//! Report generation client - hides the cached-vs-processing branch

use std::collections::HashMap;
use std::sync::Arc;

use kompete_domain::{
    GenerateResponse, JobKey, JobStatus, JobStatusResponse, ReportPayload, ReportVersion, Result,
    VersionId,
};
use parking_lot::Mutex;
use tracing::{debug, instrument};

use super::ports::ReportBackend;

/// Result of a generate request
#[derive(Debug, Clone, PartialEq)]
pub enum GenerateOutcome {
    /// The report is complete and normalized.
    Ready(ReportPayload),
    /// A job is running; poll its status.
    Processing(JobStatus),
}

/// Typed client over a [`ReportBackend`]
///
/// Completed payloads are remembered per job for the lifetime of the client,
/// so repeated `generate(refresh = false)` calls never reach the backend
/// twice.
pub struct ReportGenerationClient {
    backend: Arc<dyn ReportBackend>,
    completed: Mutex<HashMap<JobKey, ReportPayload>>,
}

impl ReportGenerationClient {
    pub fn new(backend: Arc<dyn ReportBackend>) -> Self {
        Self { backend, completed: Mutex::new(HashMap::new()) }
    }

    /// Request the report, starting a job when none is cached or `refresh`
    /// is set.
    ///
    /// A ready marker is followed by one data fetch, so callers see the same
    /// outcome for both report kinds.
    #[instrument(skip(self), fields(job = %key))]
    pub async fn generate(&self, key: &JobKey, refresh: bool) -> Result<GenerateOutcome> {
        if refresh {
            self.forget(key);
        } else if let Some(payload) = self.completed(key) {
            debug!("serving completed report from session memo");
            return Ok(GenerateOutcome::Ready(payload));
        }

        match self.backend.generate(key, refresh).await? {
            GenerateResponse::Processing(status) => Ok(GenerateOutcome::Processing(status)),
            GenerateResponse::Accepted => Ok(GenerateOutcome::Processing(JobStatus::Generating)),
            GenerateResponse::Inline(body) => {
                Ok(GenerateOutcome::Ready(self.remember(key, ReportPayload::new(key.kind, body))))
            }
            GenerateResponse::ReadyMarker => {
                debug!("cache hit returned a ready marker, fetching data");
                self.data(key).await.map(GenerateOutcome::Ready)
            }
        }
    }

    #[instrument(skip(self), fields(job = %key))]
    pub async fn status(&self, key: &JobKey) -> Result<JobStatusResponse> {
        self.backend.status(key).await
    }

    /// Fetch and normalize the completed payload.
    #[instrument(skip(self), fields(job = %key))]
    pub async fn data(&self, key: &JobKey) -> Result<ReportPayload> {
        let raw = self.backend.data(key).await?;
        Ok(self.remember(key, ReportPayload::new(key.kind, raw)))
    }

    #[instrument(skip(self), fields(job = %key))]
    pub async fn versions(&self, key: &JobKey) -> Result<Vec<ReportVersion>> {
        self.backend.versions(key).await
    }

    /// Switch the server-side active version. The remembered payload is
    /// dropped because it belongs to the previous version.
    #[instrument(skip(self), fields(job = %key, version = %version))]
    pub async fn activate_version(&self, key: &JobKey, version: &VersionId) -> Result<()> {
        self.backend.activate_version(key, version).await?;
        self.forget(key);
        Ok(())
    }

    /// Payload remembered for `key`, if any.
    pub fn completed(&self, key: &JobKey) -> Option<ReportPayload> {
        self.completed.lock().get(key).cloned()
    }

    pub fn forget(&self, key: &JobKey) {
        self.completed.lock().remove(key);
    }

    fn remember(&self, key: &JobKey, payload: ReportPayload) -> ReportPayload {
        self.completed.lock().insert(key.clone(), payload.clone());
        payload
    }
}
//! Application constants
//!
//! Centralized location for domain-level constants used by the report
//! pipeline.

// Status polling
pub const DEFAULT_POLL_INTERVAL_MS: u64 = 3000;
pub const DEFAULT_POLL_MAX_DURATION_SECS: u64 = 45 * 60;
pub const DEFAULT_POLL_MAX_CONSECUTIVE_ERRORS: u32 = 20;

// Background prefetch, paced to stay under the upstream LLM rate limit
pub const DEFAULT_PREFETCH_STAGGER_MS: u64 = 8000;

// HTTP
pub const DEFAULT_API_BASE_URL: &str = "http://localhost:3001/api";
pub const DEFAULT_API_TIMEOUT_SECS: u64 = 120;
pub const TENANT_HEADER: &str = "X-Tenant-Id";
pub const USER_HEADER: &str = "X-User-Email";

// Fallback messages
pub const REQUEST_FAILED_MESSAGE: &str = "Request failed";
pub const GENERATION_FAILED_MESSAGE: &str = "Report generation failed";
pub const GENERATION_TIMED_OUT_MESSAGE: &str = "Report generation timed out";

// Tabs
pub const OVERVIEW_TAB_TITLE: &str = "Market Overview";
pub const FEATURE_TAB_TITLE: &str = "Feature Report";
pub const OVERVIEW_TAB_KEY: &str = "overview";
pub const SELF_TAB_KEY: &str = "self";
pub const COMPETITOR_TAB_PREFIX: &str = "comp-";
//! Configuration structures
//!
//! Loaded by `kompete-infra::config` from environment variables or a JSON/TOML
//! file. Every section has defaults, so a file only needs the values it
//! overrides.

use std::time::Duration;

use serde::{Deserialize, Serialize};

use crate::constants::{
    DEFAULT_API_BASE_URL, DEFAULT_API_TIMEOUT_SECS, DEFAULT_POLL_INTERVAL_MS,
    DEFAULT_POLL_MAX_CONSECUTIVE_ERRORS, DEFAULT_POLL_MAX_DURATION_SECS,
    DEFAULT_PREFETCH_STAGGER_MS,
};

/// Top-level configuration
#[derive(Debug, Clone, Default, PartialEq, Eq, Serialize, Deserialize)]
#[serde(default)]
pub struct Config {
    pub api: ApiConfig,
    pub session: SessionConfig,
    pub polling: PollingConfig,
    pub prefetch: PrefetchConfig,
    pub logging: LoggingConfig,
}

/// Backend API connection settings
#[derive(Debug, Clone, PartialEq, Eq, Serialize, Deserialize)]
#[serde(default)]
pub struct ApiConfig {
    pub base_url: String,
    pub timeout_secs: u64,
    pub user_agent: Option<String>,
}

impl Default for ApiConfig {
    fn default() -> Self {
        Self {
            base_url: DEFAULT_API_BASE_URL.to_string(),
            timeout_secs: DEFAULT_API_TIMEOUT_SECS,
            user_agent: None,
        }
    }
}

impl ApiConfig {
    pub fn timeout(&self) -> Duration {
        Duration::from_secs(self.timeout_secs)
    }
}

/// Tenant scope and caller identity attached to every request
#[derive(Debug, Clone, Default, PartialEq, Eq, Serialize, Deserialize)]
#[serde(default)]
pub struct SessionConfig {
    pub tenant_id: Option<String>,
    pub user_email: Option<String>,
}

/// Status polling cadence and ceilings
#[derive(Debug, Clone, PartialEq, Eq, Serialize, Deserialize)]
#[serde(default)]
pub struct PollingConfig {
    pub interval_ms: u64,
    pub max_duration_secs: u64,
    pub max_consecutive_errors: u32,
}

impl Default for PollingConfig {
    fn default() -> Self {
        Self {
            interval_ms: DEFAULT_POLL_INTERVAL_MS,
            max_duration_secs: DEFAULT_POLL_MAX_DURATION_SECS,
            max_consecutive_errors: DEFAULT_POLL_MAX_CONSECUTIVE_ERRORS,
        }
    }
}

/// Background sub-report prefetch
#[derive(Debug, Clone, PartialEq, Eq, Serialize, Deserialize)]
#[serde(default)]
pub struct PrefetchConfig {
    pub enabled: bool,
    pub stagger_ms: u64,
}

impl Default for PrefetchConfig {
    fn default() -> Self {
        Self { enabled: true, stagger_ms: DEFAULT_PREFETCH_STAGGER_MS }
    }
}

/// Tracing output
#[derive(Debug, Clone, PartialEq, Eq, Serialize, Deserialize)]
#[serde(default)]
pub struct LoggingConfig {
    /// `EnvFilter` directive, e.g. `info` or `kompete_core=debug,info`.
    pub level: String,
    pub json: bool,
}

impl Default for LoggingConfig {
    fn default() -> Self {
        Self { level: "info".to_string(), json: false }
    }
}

Task statement: Exactly as they stand, repeat all the records.

Your solution:
//! Report generation client - hides the cached-vs-processing branch

use std::collections::HashMap;
use std::sync::Arc;

use kompete_domain::{
    GenerateResponse, JobKey, JobStatus, JobStatusResponse, ReportPayload, ReportVersion, Result,
    VersionId,
};
use parking_lot::Mutex;
use tracing::{debug, instrument};

use super::ports::ReportBackend;

/// Result of a generate request
#[derive(Debug, Clone, PartialEq)]
pub enum GenerateOutcome {
    /// The report is complete and normalized.
    Ready(ReportPayload),
    /// A job is running; poll its status.
    Processing(JobStatus),
}

/// Typed client over a [`ReportBackend`]
///
/// Completed payloads are remembered per job for the lifetime of the client,
/// so repeated `generate(refresh = false)` calls never reach the backend
/// twice.
pub struct ReportGenerationClient {
    backend: Arc<dyn ReportBackend>,
    completed: Mutex<HashMap<JobKey, ReportPayload>>,
}

impl ReportGenerationClient {
    pub fn new(backend: Arc<dyn ReportBackend>) -> Self {
        Self { backend, completed: Mutex::new(HashMap::new()) }
    }

    /// Request the report, starting a job when none is cached or `refresh`
    /// is set.
    ///
    /// A ready marker is followed by one data fetch, so callers see the same
    /// outcome for both report kinds.
    #[instrument(skip(self), fields(job = %key))]
    pub async fn generate(&self, key: &JobKey, refresh: bool) -> Result<GenerateOutcome> {
        if refresh {
            self.forget(key);
        } else if let Some(payload) = self.completed(key) {
            debug!("serving completed report from session memo");
            return Ok(GenerateOutcome::Ready(payload));
        }

        match self.backend.generate(key, refresh).await? {
            GenerateResponse::Processing(status) => Ok(GenerateOutcome::Processing(status)),
            GenerateResponse::Accepted => Ok(GenerateOutcome::Processing(JobStatus::Generating)),
            GenerateResponse::Inline(body) => {
                Ok(GenerateOutcome::Ready(self.remember(key, ReportPayload::new(key.kind, body))))
            }
            GenerateResponse::ReadyMarker => {
                debug!("cache hit returned a ready marker, fetching data");
                self.data(key).await.map(GenerateOutcome::Ready)
            }
        }
    }

    #[instrument(skip(self), fields(job = %key))]
    pub async fn status(&self, key: &JobKey) -> Result<JobStatusResponse> {
        self.backend.status(key).await
    }

    /// Fetch and normalize the completed payload.
    #[instrument(skip(self), fields(job = %key))]
    pub async fn data(&self, key: &JobKey) -> Result<ReportPayload> {
        let raw = self.backend.data(key).await?;
        Ok(self.remember(key, ReportPayload::new(key.kind, raw)))
    }

    #[instrument(skip(self), fields(job = %key))]
    pub async fn versions(&self, key: &JobKey) -> Result<Vec<ReportVersion>> {
        self.backend.versions(key).await
    }

    /// Switch the server-side active version. The remembered payload is
    /// dropped because it belongs to the previous version.
    #[instrument(skip(self), fields(job = %key, version = %version))]
    pub async fn activate_version(&self, key: &JobKey, version: &VersionId) -> Result<()> {
        self.backend.activate_version(key, version).await?;
        self.forget(key);
        Ok(())
    }

    /// Payload remembered for `key`, if any.
    pub fn completed(&self, key: &JobKey) -> Option<ReportPayload> {
        self.completed.lock().get(key).cloned()
    }

    pub fn forget(&self, key: &JobKey) {
        self.completed.lock().remove(key);
    }

    fn remember(&self, key: &JobKey, payload: ReportPayload) -> ReportPayload {
        self.completed.lock().insert(key.clone(), payload.clone());
        payload
    }
}
//! Application constants
//!
//! Centralized location for domain-level constants used by the report
//! pipeline.

// Status polling
pub const DEFAULT_POLL_INTERVAL_MS: u64 = 3000;
pub const DEFAULT_POLL_MAX_DURATION_SECS: u64 = 45 * 60;
pub const DEFAULT_POLL_MAX_CONSECUTIVE_ERRORS: u32 = 20;

// Background prefetch, paced to stay under the upstream LLM rate limit
pub const DEFAULT_PREFETCH_STAGGER_MS: u64 = 8000;

// HTTP
pub const DEFAULT_API_BASE_URL: &str = "http://localhost:3001/api";
pub const DEFAULT_API_TIMEOUT_SECS: u64 = 120;
pub const TENANT_HEADER: &str = "X-Tenant-Id";
pub const USER_HEADER: &str = "X-User-Email";

// Fallback messages
pub const REQUEST_FAILED_MESSAGE: &str = "Request failed";
pub const GENERATION_FAILED_MESSAGE: &str = "Report generation failed";
pub const GENERATION_TIMED_OUT_MESSAGE: &str = "Report generation timed out";

// Tabs
pub const OVERVIEW_TAB_TITLE: &str = "Market Overview";
pub const FEATURE_TAB_TITLE: &str = "Feature Report";
pub const OVERVIEW_TAB_KEY: &str = "overview";
pub const SELF_TAB_KEY: &str = "self";
pub const COMPETITOR_TAB_PREFIX: &str = "comp-";
//! Configuration structures
//!
//! Loaded by `kompete-infra::config` from environment variables or a JSON/TOML
//! file. Every section has defaults, so a file only needs the values it
//! overrides.

use std::time::Duration;

use serde::{Deserialize, Serialize};

use crate::constants::{
    DEFAULT_API_BASE_URL, DEFAULT_API_TIMEOUT_SECS, DEFAULT_POLL_INTERVAL_MS,
    DEFAULT_POLL_MAX_CONSECUTIVE_ERRORS, DEFAULT_POLL_MAX_DURATION_SECS,
    DEFAULT_PREFETCH_STAGGER_MS,
};

/// Top-level configuration
#[derive(Debug, Clone, Default, PartialEq, Eq, Serialize, Deserialize)]
#[serde(default)]
pub struct Config {
    pub api: ApiConfig,
    pub session: SessionConfig,
    pub polling: PollingConfig,
    pub prefetch: PrefetchConfig,
    pub logging: LoggingConfig,
}

/// Backend API connection settings
#[derive(Debug, Clone, PartialEq, Eq, Serialize, Deserialize)]
#[serde(default)]
pub struct ApiConfig {
    pub base_url: String,
    pub timeout_secs: u64,
    pub user_agent: Option<String>,
}

impl Default for ApiConfig {
    fn default() -> Self {
        Self {
            base_url: DEFAULT_API_BASE_URL.to_string(),
            timeout_secs: DEFAULT_API_TIMEOUT_SECS,
            user_agent: None,
        }
    }
}

impl ApiConfig {
    pub fn timeout(&self) -> Duration {
        Duration::from_secs(self.timeout_secs)
    }
}

/// Tenant scope and caller identity attached to every request
#[derive(Debug, Clone, Default, PartialEq, Eq, Serialize, Deserialize)]
#[serde(default)]
pub struct SessionConfig {
    pub tenant_id: Option<String>,
    pub user_email: Option<String>,
}

/// Status polling cadence and ceilings
#[derive(Debug, Clone, PartialEq, Eq, Serialize, Deserialize)]
#[serde(default)]
pub struct PollingConfig {
    pub interval_ms: u64,
    pub max_duration_secs: u64,
    pub max_consecutive_errors: u32,
}

impl Default for PollingConfig {
    fn default() -> Self {
        Self {
            interval_ms: DEFAULT_POLL_INTERVAL_MS,
            max_duration_secs: DEFAULT_POLL_MAX_DURATION_SECS,
            max_consecutive_errors: DEFAULT_POLL_MAX_CONSECUTIVE_ERRORS,
        }
    }
}

/// Background sub-report prefetch
#[derive(Debug, Clone, PartialEq, Eq, Serialize, Deserialize)]
#[serde(default)]
pub struct PrefetchConfig {
    pub enabled: bool,
    pub stagger_ms: u64,
}

impl Default for PrefetchConfig {
    fn default() -> Self {
        Self { enabled: true, stagger_ms: DEFAULT_PREFETCH_STAGGER_MS }
    }
}

/// Tracing output
#[derive(Debug, Clone, PartialEq, Eq, Serialize, Deserialize)]
#[serde(default)]
pub struct LoggingConfig {
    /// `EnvFilter` directive, e.g. `info` or `kompete_core=debug,info`.
    pub level: String,
    pub json: bool,
}

impl Default for LoggingConfig {
    fn default() -> Self {
        Self { level: "info".to_string(), json: false }
    }
}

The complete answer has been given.